▸ **WORK REQUIRED**: Using the data below, determine the number of lines that include the string "InvalidResponse". Write only that number.

▸ **MATERIAL FOR THE TASK**:
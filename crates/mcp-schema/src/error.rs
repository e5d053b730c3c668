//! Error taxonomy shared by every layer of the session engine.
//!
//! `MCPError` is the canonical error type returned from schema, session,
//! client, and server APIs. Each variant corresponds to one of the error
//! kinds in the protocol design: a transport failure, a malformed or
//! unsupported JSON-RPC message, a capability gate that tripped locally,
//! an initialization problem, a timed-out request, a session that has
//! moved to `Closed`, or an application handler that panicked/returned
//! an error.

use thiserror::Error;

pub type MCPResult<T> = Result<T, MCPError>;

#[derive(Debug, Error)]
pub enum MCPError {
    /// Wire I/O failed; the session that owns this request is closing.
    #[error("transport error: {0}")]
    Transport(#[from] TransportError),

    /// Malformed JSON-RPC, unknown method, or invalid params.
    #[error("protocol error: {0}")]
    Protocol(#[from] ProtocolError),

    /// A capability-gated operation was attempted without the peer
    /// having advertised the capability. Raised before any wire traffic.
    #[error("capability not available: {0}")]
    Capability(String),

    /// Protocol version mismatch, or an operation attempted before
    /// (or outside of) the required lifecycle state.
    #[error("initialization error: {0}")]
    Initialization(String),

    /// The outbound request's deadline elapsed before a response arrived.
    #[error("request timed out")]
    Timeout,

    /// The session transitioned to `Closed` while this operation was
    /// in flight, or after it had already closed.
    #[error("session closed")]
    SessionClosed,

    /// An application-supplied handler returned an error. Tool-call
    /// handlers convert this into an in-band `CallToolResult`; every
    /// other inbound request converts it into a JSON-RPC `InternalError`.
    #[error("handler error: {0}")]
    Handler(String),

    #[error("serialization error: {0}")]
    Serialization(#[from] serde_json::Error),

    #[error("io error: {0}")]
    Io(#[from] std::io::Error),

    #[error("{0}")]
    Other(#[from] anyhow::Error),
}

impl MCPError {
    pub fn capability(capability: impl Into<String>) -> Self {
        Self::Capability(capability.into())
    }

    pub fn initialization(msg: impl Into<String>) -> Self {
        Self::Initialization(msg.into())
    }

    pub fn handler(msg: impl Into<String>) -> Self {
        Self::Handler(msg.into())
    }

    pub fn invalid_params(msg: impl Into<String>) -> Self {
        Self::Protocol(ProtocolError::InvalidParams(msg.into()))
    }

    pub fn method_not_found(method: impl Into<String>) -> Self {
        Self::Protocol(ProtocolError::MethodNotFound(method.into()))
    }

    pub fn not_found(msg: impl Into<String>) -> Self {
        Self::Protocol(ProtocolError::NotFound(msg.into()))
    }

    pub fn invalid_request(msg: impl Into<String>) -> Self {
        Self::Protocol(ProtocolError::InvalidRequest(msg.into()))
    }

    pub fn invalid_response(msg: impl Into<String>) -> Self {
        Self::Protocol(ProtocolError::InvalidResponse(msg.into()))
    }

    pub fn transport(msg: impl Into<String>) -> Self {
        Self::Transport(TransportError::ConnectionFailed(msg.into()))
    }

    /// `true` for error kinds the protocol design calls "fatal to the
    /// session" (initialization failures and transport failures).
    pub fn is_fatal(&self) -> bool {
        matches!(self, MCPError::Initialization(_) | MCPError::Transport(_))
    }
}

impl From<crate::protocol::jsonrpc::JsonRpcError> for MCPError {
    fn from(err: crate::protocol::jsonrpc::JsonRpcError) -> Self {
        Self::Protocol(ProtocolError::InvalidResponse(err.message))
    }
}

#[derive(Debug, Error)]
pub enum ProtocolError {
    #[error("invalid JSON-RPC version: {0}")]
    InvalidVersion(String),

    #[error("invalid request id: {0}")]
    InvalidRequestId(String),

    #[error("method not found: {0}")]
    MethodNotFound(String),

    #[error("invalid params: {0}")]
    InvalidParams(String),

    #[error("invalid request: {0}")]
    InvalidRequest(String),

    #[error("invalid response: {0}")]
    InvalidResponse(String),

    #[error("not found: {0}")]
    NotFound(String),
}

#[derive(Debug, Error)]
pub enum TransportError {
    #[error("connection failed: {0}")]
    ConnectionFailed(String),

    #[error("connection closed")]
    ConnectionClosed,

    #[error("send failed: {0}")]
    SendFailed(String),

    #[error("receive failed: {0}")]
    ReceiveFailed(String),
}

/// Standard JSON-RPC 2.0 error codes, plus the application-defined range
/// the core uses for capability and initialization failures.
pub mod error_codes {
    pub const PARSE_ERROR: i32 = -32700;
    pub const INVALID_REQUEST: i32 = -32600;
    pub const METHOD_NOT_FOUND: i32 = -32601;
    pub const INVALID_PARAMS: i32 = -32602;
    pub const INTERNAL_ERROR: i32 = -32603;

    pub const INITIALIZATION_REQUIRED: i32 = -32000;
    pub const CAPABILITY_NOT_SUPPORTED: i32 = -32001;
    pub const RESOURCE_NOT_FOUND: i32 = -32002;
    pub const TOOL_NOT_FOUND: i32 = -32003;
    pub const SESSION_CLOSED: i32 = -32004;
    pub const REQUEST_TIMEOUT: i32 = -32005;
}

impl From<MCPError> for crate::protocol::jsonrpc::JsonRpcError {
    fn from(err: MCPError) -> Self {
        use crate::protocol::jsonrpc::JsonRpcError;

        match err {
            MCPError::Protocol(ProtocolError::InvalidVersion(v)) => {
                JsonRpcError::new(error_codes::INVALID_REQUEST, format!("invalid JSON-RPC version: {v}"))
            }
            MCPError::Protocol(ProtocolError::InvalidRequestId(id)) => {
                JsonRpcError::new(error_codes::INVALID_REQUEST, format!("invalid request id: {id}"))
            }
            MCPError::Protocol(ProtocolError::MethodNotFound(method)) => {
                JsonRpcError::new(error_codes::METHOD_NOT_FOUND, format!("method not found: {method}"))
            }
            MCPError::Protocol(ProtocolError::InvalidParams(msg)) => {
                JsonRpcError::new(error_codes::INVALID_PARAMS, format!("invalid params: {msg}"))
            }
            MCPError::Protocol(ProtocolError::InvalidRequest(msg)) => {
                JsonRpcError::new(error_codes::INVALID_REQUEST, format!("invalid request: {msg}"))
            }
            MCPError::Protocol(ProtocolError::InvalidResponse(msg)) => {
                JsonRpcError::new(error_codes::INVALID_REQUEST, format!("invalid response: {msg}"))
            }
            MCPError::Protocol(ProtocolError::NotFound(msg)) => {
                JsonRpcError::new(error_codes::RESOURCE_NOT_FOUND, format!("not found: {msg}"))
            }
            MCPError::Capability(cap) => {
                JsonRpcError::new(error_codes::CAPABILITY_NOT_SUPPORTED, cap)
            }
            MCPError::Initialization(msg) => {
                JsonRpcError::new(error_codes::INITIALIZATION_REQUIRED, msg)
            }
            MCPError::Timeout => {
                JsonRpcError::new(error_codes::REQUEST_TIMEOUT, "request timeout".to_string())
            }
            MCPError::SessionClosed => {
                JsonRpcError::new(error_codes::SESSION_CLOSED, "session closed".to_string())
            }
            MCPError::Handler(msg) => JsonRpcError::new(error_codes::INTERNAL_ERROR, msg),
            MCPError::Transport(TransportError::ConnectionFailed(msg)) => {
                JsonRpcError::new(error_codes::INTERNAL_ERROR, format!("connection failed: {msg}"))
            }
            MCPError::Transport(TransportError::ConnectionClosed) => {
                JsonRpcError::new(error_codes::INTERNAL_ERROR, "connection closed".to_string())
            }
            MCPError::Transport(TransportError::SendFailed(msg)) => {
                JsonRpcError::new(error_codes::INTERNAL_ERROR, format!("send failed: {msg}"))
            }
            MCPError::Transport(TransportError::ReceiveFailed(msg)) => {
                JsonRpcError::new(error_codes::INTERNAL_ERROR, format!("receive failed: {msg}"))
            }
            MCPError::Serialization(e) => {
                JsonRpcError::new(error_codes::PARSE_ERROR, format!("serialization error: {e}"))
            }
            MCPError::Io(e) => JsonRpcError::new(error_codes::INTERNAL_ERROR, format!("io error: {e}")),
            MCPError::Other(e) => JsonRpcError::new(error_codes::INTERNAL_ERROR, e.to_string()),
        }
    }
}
...
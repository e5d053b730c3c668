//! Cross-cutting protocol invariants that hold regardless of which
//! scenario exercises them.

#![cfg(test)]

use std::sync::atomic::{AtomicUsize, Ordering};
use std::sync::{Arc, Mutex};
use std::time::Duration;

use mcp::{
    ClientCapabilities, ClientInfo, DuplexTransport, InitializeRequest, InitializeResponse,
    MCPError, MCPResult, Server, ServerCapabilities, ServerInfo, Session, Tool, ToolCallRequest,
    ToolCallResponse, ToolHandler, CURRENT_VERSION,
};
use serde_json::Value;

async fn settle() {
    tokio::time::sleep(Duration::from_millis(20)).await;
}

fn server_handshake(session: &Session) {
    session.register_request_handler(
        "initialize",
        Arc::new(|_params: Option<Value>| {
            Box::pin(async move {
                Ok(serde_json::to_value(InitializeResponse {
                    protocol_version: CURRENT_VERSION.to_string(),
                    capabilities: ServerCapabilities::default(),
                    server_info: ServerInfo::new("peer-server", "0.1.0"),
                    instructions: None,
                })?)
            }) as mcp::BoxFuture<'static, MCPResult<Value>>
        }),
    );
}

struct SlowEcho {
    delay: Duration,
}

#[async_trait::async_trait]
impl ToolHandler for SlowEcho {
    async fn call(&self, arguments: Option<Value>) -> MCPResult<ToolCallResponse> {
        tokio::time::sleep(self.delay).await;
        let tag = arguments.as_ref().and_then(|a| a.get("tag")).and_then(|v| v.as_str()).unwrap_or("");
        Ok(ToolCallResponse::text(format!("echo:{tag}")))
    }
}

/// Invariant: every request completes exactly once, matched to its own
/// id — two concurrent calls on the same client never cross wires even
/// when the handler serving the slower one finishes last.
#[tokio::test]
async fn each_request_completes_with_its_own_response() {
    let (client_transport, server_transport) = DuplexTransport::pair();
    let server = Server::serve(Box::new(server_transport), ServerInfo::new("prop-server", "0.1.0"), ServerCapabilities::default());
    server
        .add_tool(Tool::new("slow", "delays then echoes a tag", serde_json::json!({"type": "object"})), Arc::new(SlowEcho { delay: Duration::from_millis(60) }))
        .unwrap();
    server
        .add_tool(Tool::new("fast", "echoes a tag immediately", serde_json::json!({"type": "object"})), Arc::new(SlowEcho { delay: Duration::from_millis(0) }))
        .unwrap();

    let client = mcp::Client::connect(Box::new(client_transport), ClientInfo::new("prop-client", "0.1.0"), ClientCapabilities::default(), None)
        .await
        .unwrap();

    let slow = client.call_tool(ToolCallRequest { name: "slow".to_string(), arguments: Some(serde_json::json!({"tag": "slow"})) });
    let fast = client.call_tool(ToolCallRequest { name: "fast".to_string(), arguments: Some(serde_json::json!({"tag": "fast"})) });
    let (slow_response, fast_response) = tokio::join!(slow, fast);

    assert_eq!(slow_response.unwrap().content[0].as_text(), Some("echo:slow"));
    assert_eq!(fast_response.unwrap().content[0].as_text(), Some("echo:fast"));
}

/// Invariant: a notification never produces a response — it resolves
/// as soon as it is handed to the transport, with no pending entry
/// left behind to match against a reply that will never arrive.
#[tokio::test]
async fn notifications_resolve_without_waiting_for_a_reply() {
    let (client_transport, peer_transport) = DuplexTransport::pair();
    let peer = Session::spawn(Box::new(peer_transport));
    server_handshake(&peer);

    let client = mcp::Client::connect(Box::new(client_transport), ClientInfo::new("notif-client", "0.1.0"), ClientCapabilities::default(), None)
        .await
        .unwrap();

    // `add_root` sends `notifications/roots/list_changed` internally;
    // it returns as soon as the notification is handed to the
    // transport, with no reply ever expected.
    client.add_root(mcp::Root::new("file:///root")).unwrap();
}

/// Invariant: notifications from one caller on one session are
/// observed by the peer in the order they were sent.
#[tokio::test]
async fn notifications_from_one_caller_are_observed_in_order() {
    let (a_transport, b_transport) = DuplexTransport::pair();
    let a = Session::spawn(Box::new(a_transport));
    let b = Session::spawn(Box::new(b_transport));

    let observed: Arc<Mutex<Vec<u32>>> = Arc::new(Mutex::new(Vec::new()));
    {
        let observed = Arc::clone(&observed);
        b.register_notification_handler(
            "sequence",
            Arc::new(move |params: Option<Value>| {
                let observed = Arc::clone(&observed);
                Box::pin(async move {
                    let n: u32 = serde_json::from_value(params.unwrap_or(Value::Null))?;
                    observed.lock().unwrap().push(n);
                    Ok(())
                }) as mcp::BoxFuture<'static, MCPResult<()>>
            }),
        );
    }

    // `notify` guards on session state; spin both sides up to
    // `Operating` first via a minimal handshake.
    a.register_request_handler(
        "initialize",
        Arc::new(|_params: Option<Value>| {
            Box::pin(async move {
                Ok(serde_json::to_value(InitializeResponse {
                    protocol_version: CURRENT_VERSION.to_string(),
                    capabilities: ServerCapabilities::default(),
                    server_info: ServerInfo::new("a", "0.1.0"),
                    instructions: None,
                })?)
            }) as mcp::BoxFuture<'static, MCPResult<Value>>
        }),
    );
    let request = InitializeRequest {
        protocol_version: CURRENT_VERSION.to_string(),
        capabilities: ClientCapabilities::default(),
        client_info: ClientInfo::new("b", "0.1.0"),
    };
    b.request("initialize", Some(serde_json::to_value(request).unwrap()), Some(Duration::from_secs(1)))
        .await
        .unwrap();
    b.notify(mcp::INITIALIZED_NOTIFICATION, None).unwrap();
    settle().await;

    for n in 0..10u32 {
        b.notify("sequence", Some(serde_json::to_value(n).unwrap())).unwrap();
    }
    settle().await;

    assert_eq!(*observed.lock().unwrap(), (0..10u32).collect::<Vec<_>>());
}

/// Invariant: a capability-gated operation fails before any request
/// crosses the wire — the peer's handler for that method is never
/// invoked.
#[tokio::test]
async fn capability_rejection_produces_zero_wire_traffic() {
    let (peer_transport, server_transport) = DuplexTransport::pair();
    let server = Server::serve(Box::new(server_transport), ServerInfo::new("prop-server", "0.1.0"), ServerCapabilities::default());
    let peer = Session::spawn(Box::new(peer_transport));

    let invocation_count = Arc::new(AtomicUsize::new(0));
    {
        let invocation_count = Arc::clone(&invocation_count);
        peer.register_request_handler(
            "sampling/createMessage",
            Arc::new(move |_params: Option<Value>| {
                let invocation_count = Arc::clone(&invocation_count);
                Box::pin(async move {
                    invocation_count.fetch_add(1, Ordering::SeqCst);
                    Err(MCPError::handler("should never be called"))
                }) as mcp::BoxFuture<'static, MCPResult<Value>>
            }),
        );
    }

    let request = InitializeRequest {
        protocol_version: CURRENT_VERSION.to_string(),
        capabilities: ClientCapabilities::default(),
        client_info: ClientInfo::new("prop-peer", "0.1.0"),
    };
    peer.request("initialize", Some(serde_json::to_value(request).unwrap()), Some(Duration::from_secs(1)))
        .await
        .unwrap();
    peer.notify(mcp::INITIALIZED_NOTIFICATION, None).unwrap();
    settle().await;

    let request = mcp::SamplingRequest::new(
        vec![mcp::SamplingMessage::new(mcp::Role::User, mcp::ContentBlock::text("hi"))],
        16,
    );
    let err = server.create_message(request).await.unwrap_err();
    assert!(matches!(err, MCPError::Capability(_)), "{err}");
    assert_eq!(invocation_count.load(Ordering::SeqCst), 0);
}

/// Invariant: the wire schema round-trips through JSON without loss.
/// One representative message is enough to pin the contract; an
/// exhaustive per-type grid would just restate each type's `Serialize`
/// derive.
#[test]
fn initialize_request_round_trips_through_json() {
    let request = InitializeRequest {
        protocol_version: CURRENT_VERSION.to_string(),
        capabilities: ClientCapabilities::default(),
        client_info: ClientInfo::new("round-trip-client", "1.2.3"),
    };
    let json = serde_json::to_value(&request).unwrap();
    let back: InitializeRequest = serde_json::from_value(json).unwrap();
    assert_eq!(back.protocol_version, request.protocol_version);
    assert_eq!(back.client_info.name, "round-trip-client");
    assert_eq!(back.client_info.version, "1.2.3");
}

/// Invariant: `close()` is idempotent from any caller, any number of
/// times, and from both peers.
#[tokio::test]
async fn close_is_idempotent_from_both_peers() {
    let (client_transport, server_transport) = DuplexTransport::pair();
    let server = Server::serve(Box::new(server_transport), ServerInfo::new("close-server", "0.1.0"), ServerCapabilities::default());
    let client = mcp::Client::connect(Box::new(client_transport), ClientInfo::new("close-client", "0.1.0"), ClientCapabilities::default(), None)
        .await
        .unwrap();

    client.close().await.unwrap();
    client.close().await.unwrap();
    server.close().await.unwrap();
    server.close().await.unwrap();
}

▸ **RESPONSE AREA**: 4